I wszystko byłoby w porządku, gdyby nie telefon Ukochanego. Miałam, nikłą bo nikłą, ale miałam, nadzieję, że może wpadnie chociaż na moment. Ale nie. Dopiero w piątek, albo w sobotę nawet. A mi jest tak smutno. Szyja mnie boli, nie mogę głową za bardzo kręcić – nawet sprzątanie jest nieprzyjemne. Poza tym tego strachu się dziś najadłam i teraz to ze mnie schodzi, a ja nie mam komu się wypłakać.

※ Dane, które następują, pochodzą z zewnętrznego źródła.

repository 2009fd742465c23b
// Copyright (C) 2026 Fred Clausen
// Use of this source code is governed by an MIT-style
// license that can be found in the LICENSE file or at
// https://opensource.org/licenses/MIT.

#![allow(clippy::expect_used, clippy::unwrap_used)]

mod helpers;
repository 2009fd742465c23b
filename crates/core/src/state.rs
// Copyright (C) 2026 Fred Clausen
// Use of this source code is governed by an MIT-style
// license that can be found in the LICENSE file or at
// https://opensource.org/licenses/MIT.

use crate::error::CoreError;
use crate::overwrite::OverwriteFlow;
use grafica_domain::{DEFAULT_DEADLINE_HOURS, DocumentCopy, FileBlob, Solicitation};

/// Which page the registry is backing.
#[derive(Debug, Clone, Copy, PartialEq, Eq)]
pub enum EditorMode {
    /// Building a solicitation that does not exist on the server yet.
    NewSolicitation,
    /// Editing a persisted solicitation.
    EditExisting {
        /// The solicitation's server identifier.
        solicitation_id: i64,
    },
}

/// The copies attached to a solicitation being built or edited.
///
/// `pending_files` is index-aligned with `copies`; physical copies and copies
/// loaded from the server hold `None`. `file_count` and `total_page_count`
/// are recomputed in full after every transition.
#[derive(Debug, Clone, PartialEq, Eq)]
pub struct RegistryState {
    mode: EditorMode,
    copies: Vec<DocumentCopy>,
    pending_files: Vec<Option<FileBlob>>,
    file_count: usize,
    total_page_count: u32,
    deadline: u32,
    overwrite: OverwriteFlow,
}

impl RegistryState {
    /// Creates an empty registry for a new solicitation.
    #[must_use]
    pub const fn new() -> Self {
        Self {
            mode: EditorMode::NewSolicitation,
            copies: Vec::new(),
            pending_files: Vec::new(),
            file_count: 0,
            total_page_count: 0,
            deadline: DEFAULT_DEADLINE_HOURS,
            overwrite: OverwriteFlow::Idle,
        }
    }

    /// Loads a persisted solicitation for editing.
    ///
    /// Sheet totals are recomputed locally from each copy's configuration.
    ///
    /// # Errors
    ///
    /// Returns `CoreError::UnpersistedSolicitation` if the solicitation has no id.
    pub fn from_solicitation(solicitation: &Solicitation) -> Result<Self, CoreError> {
        let solicitation_id: i64 = solicitation
            .id
            .ok_or(CoreError::UnpersistedSolicitation)?;

        let mut copies: Vec<DocumentCopy> = solicitation.copies.clone();
        for copy in &mut copies {
            copy.file = None;
            copy.refresh_sheets_total();
        }

        let mut state: Self = Self {
            mode: EditorMode::EditExisting { solicitation_id },
            pending_files: vec![None; copies.len()],
            copies,
            file_count: 0,
            total_page_count: 0,
            deadline: solicitation.deadline,
            overwrite: OverwriteFlow::Idle,
        };
        state.recompute_aggregates();
        Ok(state)
    }

    /// Returns the editor mode.
    #[must_use]
    pub const fn mode(&self) -> EditorMode {
        self.mode
    }

    /// Returns the persisted solicitation id when editing.
    #[must_use]
    pub const fn solicitation_id(&self) -> Option<i64> {
        match self.mode {
            EditorMode::NewSolicitation => None,
            EditorMode::EditExisting { solicitation_id } => Some(solicitation_id),
        }
    }

    /// Returns the copies in display order.
    #[must_use]
    pub fn copies(&self) -> &[DocumentCopy] {
        &self.copies
    }

    /// Returns the copy at `position`.
    #[must_use]
    pub fn copy(&self, position: usize) -> Option<&DocumentCopy> {
        self.copies.get(position)
    }

    /// Returns the pending file buffer, index-aligned with [`Self::copies`].
    #[must_use]
    pub fn pending_files(&self) -> &[Option<FileBlob>] {
        &self.pending_files
    }

    /// Returns each copy paired with the file still to be uploaded for it.
    pub fn uploads(&self) -> impl Iterator<Item = (&DocumentCopy, &FileBlob)> {
        self.copies
            .iter()
            .zip(&self.pending_files)
            .filter_map(|(copy, file)| file.as_ref().map(|file| (copy, file)))
    }

    /// Returns the number of attached copies.
    #[must_use]
    pub const fn file_count(&self) -> usize {
        self.file_count
    }

    /// Returns the sum of `sheets_total` over all copies.
    #[must_use]
    pub const fn total_page_count(&self) -> u32 {
        self.total_page_count
    }

    /// Returns the selected term, in hours.
    #[must_use]
    pub const fn deadline(&self) -> u32 {
        self.deadline
    }

    /// Returns the overwrite-confirmation flow.
    #[must_use]
    pub const fn overwrite(&self) -> &OverwriteFlow {
        &self.overwrite
    }

    /// Returns whether no copy is attached.
    #[must_use]
    pub fn is_empty(&self) -> bool {
        self.copies.is_empty()
    }

    /// Returns the number of attached copies.
    #[must_use]
    pub fn len(&self) -> usize {
        self.copies.len()
    }

    /// Checks the registry's structural invariants.
    ///
    /// The pending buffer is aligned with the copies, and both aggregates
    /// match a fresh recomputation.
    #[must_use]
    pub fn check_invariants(&self) -> bool {
        let sheets: u32 = self
            .copies
            .iter()
            .map(DocumentCopy::sheets_total)
            .fold(0_u32, u32::saturating_add);

        self.pending_files.len() == self.copies.len()
            && self.file_count == self.copies.len()
            && self.total_page_count == sheets
    }

    pub(crate) fn recompute_aggregates(&mut self) {
        self.file_count = self.copies.len();
        self.total_page_count = self
            .copies
            .iter()
            .map(DocumentCopy::sheets_total)
            .fold(0_u32, u32::saturating_add);
    }

    pub(crate) fn push(&mut self, copy: DocumentCopy, file: Option<FileBlob>) -> usize {
        self.copies.push(copy);
        self.pending_files.push(file);
        self.copies.len() - 1
    }

    pub(crate) fn replace(&mut self, position: usize, copy: DocumentCopy, file: Option<FileBlob>) {
        self.copies[position] = copy;
        self.pending_files[position] = file;
    }

    pub(crate) fn copy_mut(&mut self, position: usize) -> Option<&mut DocumentCopy> {
        self.copies.get_mut(position)
    }

    pub(crate) fn remove(&mut self, position: usize) {
        self.copies.remove(position);
        self.pending_files.remove(position);
    }

    pub(crate) const fn set_deadline(&mut self, hours: u32) {
        self.deadline = hours;
    }

    pub(crate) fn set_overwrite(&mut self, overwrite: OverwriteFlow) {
        self.overwrite = overwrite;
    }

    pub(crate) fn take_overwrite(&mut self) -> OverwriteFlow {
        std::mem::take(&mut self.overwrite)
    }

    pub(crate) fn clear(&mut self) {
        self.copies.clear();
        self.pending_files.clear();
        self.deadline = DEFAULT_DEADLINE_HOURS;
        self.overwrite = OverwriteFlow::Idle;
    }
}

impl Default for RegistryState {
    fn default() -> Self {
        Self::new()
    }
}

/// What a transition did.
#[derive(Debug, Clone, PartialEq, Eq)]
pub enum Outcome {
    /// A copy was appended.
    Added {
        /// Its position.
        position: usize,
    },
    /// A copy was edited in place.
    Updated {
        /// Its position.
        position: usize,
    },
    /// A confirmed overwrite replaced a duplicate.
    Overwritten {
        /// Position of the surviving copy.
        position: usize,
    },
    /// A duplicate was found; the registry awaits confirmation.
    DuplicateFound {
        /// Position of the existing duplicate.
        duplicate_position: usize,
    },
    /// The user declined the overwrite; nothing changed.
    OverwriteDeclined {
        /// For a declined add, the candidate to re-present.
        reopen: Option<DocumentCopy>,
    },
    /// A copy was removed.
    Removed {
        /// Its former position.
        position: usize,
    },
    /// Removing the only copy of a persisted solicitation must delete the
    /// solicitation instead. The registry is unchanged.
    LastCopyRemovalDeletesSolicitation {
        /// The solicitation to delete.
        solicitation_id: i64,
    },
    /// The term was changed.
    DeadlineSelected {
        /// The new term in hours.
        hours: u32,
    },
    /// Every copy was dropped.
    Cleared,
}

impl Outcome {
    /// Returns whether the copy set itself changed.
    #[must_use]
    pub const fn is_structural_change(&self) -> bool {
        matches!(
            self,
            Self::Added { .. }
                | Self::Updated { .. }
                | Self::Overwritten { .. }
                | Self::Removed { .. }
        )
    }
}

/// The result of a successful registry transition.
///
/// Transitions are atomic: they either succeed completely or fail without side effects.
#[derive(Debug, Clone, PartialEq, Eq)]
pub struct TransitionResult {
    /// The registry after the transition.
    pub new_state: RegistryState,
    /// What the transition did.
    pub outcome: Outcome,
}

Rozmowy telefoniczne z Eśkiem są dla mnie strasznie wyczerpujące. On nie lubi rozmawiać przez telefon, ja lubię. Poza tym to przecież on jest po drugiej stronie... Mam wrażenie, że rozmawiamy krótko, zwięźle, bez tematu. Że dzwoni po coś, a tak naprawdę to po nic.

Argument jest taki: „wkurza mnie, że nie ma cię przy mnie bo wolałbym z tobą porozmawiać żebyś obok była...” W sumie racja, ale...

 

Zawsze jest jakieś „ale”.

 

Gotuje się we mnie. Jestem zła, jestem wściekła. Postanowiłam, że się obrażam. Że nic nie piszę, że nic nie mówię. To, cholera, dlaczego coś we mnie krzyczy: „kocham Cię, kocham Cię tak bardzo...”

 

Poza tym pożyczył wszystkie moje płyty RW i teraz nie mam na czym dziewczynom zawieźć zdjęć. A nie będę specjalnie kupować. O nie!!! Może mam tylko PMSa, nie wiem co mi jest, ale muszę się wypłakać, a najchętniej wykrzyczeć na kogoś. Jedno jest lekarstwo, niedostępne w tej chwili niestety.

 

Tak sobie myślę, że ja mu chyba powiem wszystko. Że ja dłużej tak nie mogę, żebyśmy poszli już tą jedną drogą. Może ja mu się „oświadczę” i zobaczę co się stanie, co??? Tylko, że nie mogę tak powiedzieć i to kolejny problem. Z drugiej strony widać co się ze mną dzieje...

 

Na razie siadłam do literatury, a to już dobry znak, ze w końcu się za nią wezmę na dobre. No tak, tylko jutro odpada bo jadę. W piątek tak gdzieś do 15 bo potem muszę pokój szykować do sobotniego malowania. W niedzielę przyjeżdża Tata, pewnie w środku tygodnia pojedzie.

 

Moje Maleństwo buszuje teraz na balkonie i sprawdza czy jest w stanie zmieścić się do doniczki z draceną. Ze zdumieniem musze przyznać, że prawie mu się udało. Rozśmieszyć mnie też.

 

Facet, od którego kupiłam pikanteryjną grę napisał maila, że mu się tusz w drukarce skończył i nie może mi jej wysłać w takiej wersji, jak chciałam. Ale przesłał ja zzipowaną i muszę ją sobie sama wydrukować. Kasę też zwrócił. Przynajmniej zachował się w porządku. Czyli, że już tylko na autko czekam.

 

Oczy mi wyschły, ale nie dlatego, że Ukochany myśli, że słowo „kocham” wszystko załatwi. Co z tego, że wiem, że on mnie. Ja jego też, a jednak...

 

I bądź tu człowieku zdrowy na zmysłach.